Social service providers who work with human trafficking victims perform needs assessments to ascertain what services are required for each client (“Frequently Asked Questions,” 2011). To conclude, “Human trafficking robs people of their dignity and deprives them of their most basic human rights,” stated Attorney General Pam Bond (2011). It is something widely impacted across the nation yet so little know about what is going on around them. This is mainly because the victim’s voices are not heard loud enough or never heard at all.

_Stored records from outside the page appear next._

//! # Focus Registry
//!
//! The ledger of focusable elements for one navigation root, and the owner
//! of the single "current focus" id.
//!
//! ```text
//! FocusRegistry (Rc handle, one per root)
//! ├── entries: Vec<Entry>        // registration order, replace-in-place
//! ├── current: Option<String>    // None or a live, enabled id
//! ├── auto_focus: AutoFocus      // register-time focus policy
//! └── listeners                  // notified after every focus change
//! ```
//!
//! Every mutation that could leave `current` pointing at a removed or
//! disabled descriptor clears it in the same borrow, so the invariant holds
//! structurally. Listeners always run with no borrow held, which is what
//! lets a listener (or an activation callback) call back into the registry.

use log::{debug, trace};
use serde::{Deserialize, Serialize};
use std::cell::RefCell;
use std::fmt;
use std::rc::{Rc, Weak};

use crate::core::geometry::Bounds;

/// Supplies an element's current on-screen rectangle.
///
/// Queried at navigation time on every key press; implementations must
/// return live geometry rather than a value captured at registration.
pub trait BoundsProvider {
    fn bounds(&self) -> Bounds;
}

impl<F> BoundsProvider for F
where
    F: Fn() -> Bounds,
{
    fn bounds(&self) -> Bounds {
        self()
    }
}

/// The registry's record of one focusable element.
#[derive(Clone)]
pub struct FocusDescriptor {
    pub id: String,
    pub section: Option<String>,
    pub row: Option<i32>,
    pub col: Option<i32>,
    pub bounds: Rc<dyn BoundsProvider>,
    pub disabled: bool,
    pub on_activate: Option<Rc<dyn Fn()>>,
}

impl FocusDescriptor {
    pub fn new(id: impl Into<String>, bounds: impl BoundsProvider + 'static) -> Self {
        Self {
            id: id.into(),
            section: None,
            row: None,
            col: None,
            bounds: Rc::new(bounds),
            disabled: false,
            on_activate: None,
        }
    }

    pub fn with_section(mut self, section: impl Into<String>) -> Self {
        self.section = Some(section.into());
        self
    }

    pub fn with_grid(mut self, row: i32, col: i32) -> Self {
        self.row = Some(row);
        self.col = Some(col);
        self
    }

    pub fn with_disabled(mut self, disabled: bool) -> Self {
        self.disabled = disabled;
        self
    }

    pub fn with_activate(mut self, on_activate: impl Fn() + 'static) -> Self {
        self.on_activate = Some(Rc::new(on_activate));
        self
    }

    /// Current rectangle, queried from the provider.
    pub fn current_bounds(&self) -> Bounds {
        self.bounds.bounds()
    }
}

impl fmt::Debug for FocusDescriptor {
    fn fmt(&self, f: &mut fmt::Formatter<'_>) -> fmt::Result {
        f.debug_struct("FocusDescriptor")
            .field("id", &self.id)
            .field("section", &self.section)
            .field("row", &self.row)
            .field("col", &self.col)
            .field("disabled", &self.disabled)
            .field("has_activate", &self.on_activate.is_some())
            .finish()
    }
}

/// What `register` does when nothing has focus yet.
#[derive(Debug, Clone, Copy, PartialEq, Eq, Default, Deserialize, Serialize)]
#[serde(rename_all = "snake_case")]
pub enum AutoFocus {
    /// The first enabled descriptor registered into a registry that has never
    /// held focus receives it.
    #[default]
    FirstRegistration,
    /// Registration never moves focus.
    Disabled,
}

/// Handle returned by `subscribe`, used to unsubscribe.
#[derive(Debug, Clone, Copy, PartialEq, Eq, Hash)]
pub struct SubscriptionId(u64);

type Listener = Rc<dyn Fn(Option<&str>)>;

struct Entry {
    descriptor: FocusDescriptor,
    generation: u64,
}

struct RegistryInner {
    entries: Vec<Entry>,
    current: Option<String>,
    ever_focused: bool,
    auto_focus: AutoFocus,
    listeners: Vec<(SubscriptionId, Listener)>,
    next_generation: u64,
    next_subscription: u64,
}

impl RegistryInner {
    fn position(&self, id: &str) -> Option<usize> {
        self.entries.iter().position(|e| e.descriptor.id == id)
    }
}

/// Shared handle to one root's registry. Cloning is cheap and every clone
/// sees the same state.
#[derive(Clone)]
pub struct FocusRegistry {
    inner: Rc<RefCell<RegistryInner>>,
}

/// Non-owning registry reference held by focus handles.
#[derive(Clone)]
pub struct WeakRegistry {
    inner: Weak<RefCell<RegistryInner>>,
}

impl WeakRegistry {
    pub fn upgrade(&self) -> Option<FocusRegistry> {
        self.inner.upgrade().map(|inner| FocusRegistry { inner })
    }
}

impl Default for FocusRegistry {
    fn default() -> Self {
        Self::new()
    }
}

impl FocusRegistry {
    pub fn new() -> Self {
        Self::with_auto_focus(AutoFocus::default())
    }

    pub fn with_auto_focus(auto_focus: AutoFocus) -> Self {
        Self {
            inner: Rc::new(RefCell::new(RegistryInner {
                entries: Vec::new(),
                current: None,
                ever_focused: false,
                auto_focus,
                listeners: Vec::new(),
                next_generation: 0,
                next_subscription: 0,
            })),
        }
    }

    pub fn downgrade(&self) -> WeakRegistry {
        WeakRegistry {
            inner: Rc::downgrade(&self.inner),
        }
    }

    pub fn auto_focus(&self) -> AutoFocus {
        self.inner.borrow().auto_focus
    }

    pub fn set_auto_focus(&self, policy: AutoFocus) {
        self.inner.borrow_mut().auto_focus = policy;
    }

    /// Insert or replace a descriptor by id (last write wins).
    pub fn register(&self, descriptor: FocusDescriptor) {
        self.register_tracked(descriptor);
    }

    /// Like `register`, but returns the generation stamped on the entry so a
    /// binding can later remove only its own registration.
    pub(crate) fn register_tracked(&self, descriptor: FocusDescriptor) -> u64 {
        let (generation, focus_changed) = {
            let mut inner = self.inner.borrow_mut();
            let generation = inner.next_generation;
            inner.next_generation += 1;

            let id = descriptor.id.clone();
            let disabled = descriptor.disabled;
            let entry = Entry {
                descriptor,
                generation,
            };

            let mut focus_changed = false;
            match inner.position(&id) {
                Some(idx) => {
                    debug!("Replacing focus descriptor '{}'", id);
                    inner.entries[idx] = entry;
                    if disabled && inner.current.as_deref() == Some(id.as_str()) {
                        debug!("Focused descriptor '{}' replaced as disabled, clearing focus", id);
                        inner.current = None;
                        focus_changed = true;
                    }
                }
                None => {
                    trace!("Registering focus descriptor '{}'", id);
                    inner.entries.push(entry);
                }
            }

            if inner.auto_focus == AutoFocus::FirstRegistration
                && inner.current.is_none()
                && !inner.ever_focused
                && !disabled
            {
                debug!("Auto-focusing first registration '{}'", id);
                inner.current = Some(id);
                inner.ever_focused = true;
                focus_changed = true;
            }

            (generation, focus_changed)
        };

        if focus_changed {
            self.notify();
        }
        generation
    }

    /// Remove a descriptor. Removing the focused one leaves focus empty.
    pub fn unregister(&self, id: &str) {
        self.remove_where(id, None);
    }

    /// Remove `id` only if it still carries `generation`; a newer registration
    /// of the same id is left alone.
    pub(crate) fn unregister_generation(&self, id: &str, generation: u64) {
        self.remove_where(id, Some(generation));
    }

    fn remove_where(&self, id: &str, generation: Option<u64>) {
        let focus_changed = {
            let mut inner = self.inner.borrow_mut();
            let Some(idx) = inner.position(id) else {
                trace!("Unregister of unknown id '{}' ignored", id);
                return;
            };
            if let Some(expected) = generation
                && inner.entries[idx].generation != expected
            {
                trace!("Stale unregister of '{}' ignored (re-registered since)", id);
                return;
            }
            inner.entries.remove(idx);
            trace!("Unregistered focus descriptor '{}'", id);

            if inner.current.as_deref() == Some(id) {
                debug!("Focused descriptor '{}' removed, focus is now empty", id);
                inner.current = None;
                true
            } else {
                false
            }
        };

        if focus_changed {
            self.notify();
        }
    }

    /// Focus `id` if it names a live, enabled descriptor. Anything else is a
    /// silent no-op and returns `false`.
    pub fn set_focus(&self, id: &str) -> bool {
        {
            let mut inner = self.inner.borrow_mut();
            let eligible = inner
                .position(id)
                .is_some_and(|idx| !inner.entries[idx].descriptor.disabled);
            if !eligible {
                trace!("set_focus('{}') ignored: unknown or disabled", id);
                return false;
            }
            if inner.current.as_deref() == Some(id) {
                return true;
            }
            debug!("Focus: {:?} -> '{}'", inner.current, id);
            inner.current = Some(id.to_string());
            inner.ever_focused = true;
        }
        self.notify();
        true
    }

    pub fn clear_focus(&self) {
        let had_focus = self.inner.borrow_mut().current.take().is_some();
        if had_focus {
            debug!("Focus cleared");
            self.notify();
        }
    }

    pub fn current(&self) -> Option<String> {
        self.inner.borrow().current.clone()
    }

    pub fn is_focused(&self, id: &str) -> bool {
        self.inner.borrow().current.as_deref() == Some(id)
    }

    pub fn get(&self, id: &str) -> Option<FocusDescriptor> {
        let inner = self.inner.borrow();
        inner
            .position(id)
            .map(|idx| inner.entries[idx].descriptor.clone())
    }

    pub fn contains(&self, id: &str) -> bool {
        self.inner.borrow().position(id).is_some()
    }

    /// Generation stamped on the live registration of `id`.
    pub(crate) fn generation(&self, id: &str) -> Option<u64> {
        let inner = self.inner.borrow();
        inner.position(id).map(|idx| inner.entries[idx].generation)
    }

    pub fn len(&self) -> usize {
        self.inner.borrow().entries.len()
    }

    pub fn is_empty(&self) -> bool {
        self.inner.borrow().entries.is_empty()
    }

    /// All registered ids in registration order, disabled ones included.
    pub fn ids(&self) -> Vec<String> {
        self.inner
            .borrow()
            .entries
            .iter()
            .map(|e| e.descriptor.id.clone())
            .collect()
    }

    /// Live, enabled descriptors in registration order, optionally limited
    /// to one section.
    pub fn candidates(&self, section: Option<&str>) -> Vec<FocusDescriptor> {
        self.inner
            .borrow()
            .entries
            .iter()
            .map(|e| &e.descriptor)
            .filter(|d| !d.disabled)
            .filter(|d| section.is_none_or(|s| d.section.as_deref() == Some(s)))
            .cloned()
            .collect()
    }

    /// Register a listener for focus changes. It receives the new current id
    /// after every change.
    pub fn subscribe(&self, listener: impl Fn(Option<&str>) + 'static) -> SubscriptionId {
        let mut inner = self.inner.borrow_mut();
        let id = SubscriptionId(inner.next_subscription);
        inner.next_subscription += 1;
        inner.listeners.push((id, Rc::new(listener)));
        id
    }

    pub fn unsubscribe(&self, id: SubscriptionId) {
        self.inner.borrow_mut().listeners.retain(|(sid, _)| *sid != id);
    }

    fn notify(&self) {
        let listeners: Vec<Listener> = self
            .inner
            .borrow()
            .listeners
            .iter()
            .map(|(_, l)| Rc::clone(l))
            .collect();
        for listener in listeners {
            // Re-read per listener: an earlier listener may have moved focus.
            let current = self.current();
            listener(current.as_deref());
        }
    }
}

impl fmt::Debug for FocusRegistry {
    fn fmt(&self, f: &mut fmt::Formatter<'_>) -> fmt::Result {
        let inner = self.inner.borrow();
        f.debug_struct("FocusRegistry")
            .field("ids", &inner.entries.iter().map(|e| &e.descriptor.id).collect::<Vec<_>>())
            .field("current", &inner.current)
            .field("auto_focus", &inner.auto_focus)
            .field("listeners", &inner.listeners.len())
            .finish()
    }
}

Some of the traumatizing physiological abuse these women suffer from may never even allow words to roll off their tongues again or to say hello to someone they once loved. The fight against human trafficking can never be ceased until the numbers start declining. This industry ran by sex traffickers is robbing our world of the potential future doctors, lawyers, teachers, mothers, sisters, and friends by destroying the vital necessities for any human to successfully development. “All trafficking victims share one essential experience: the loss of freedom” (“Human Trafficking,” 2015).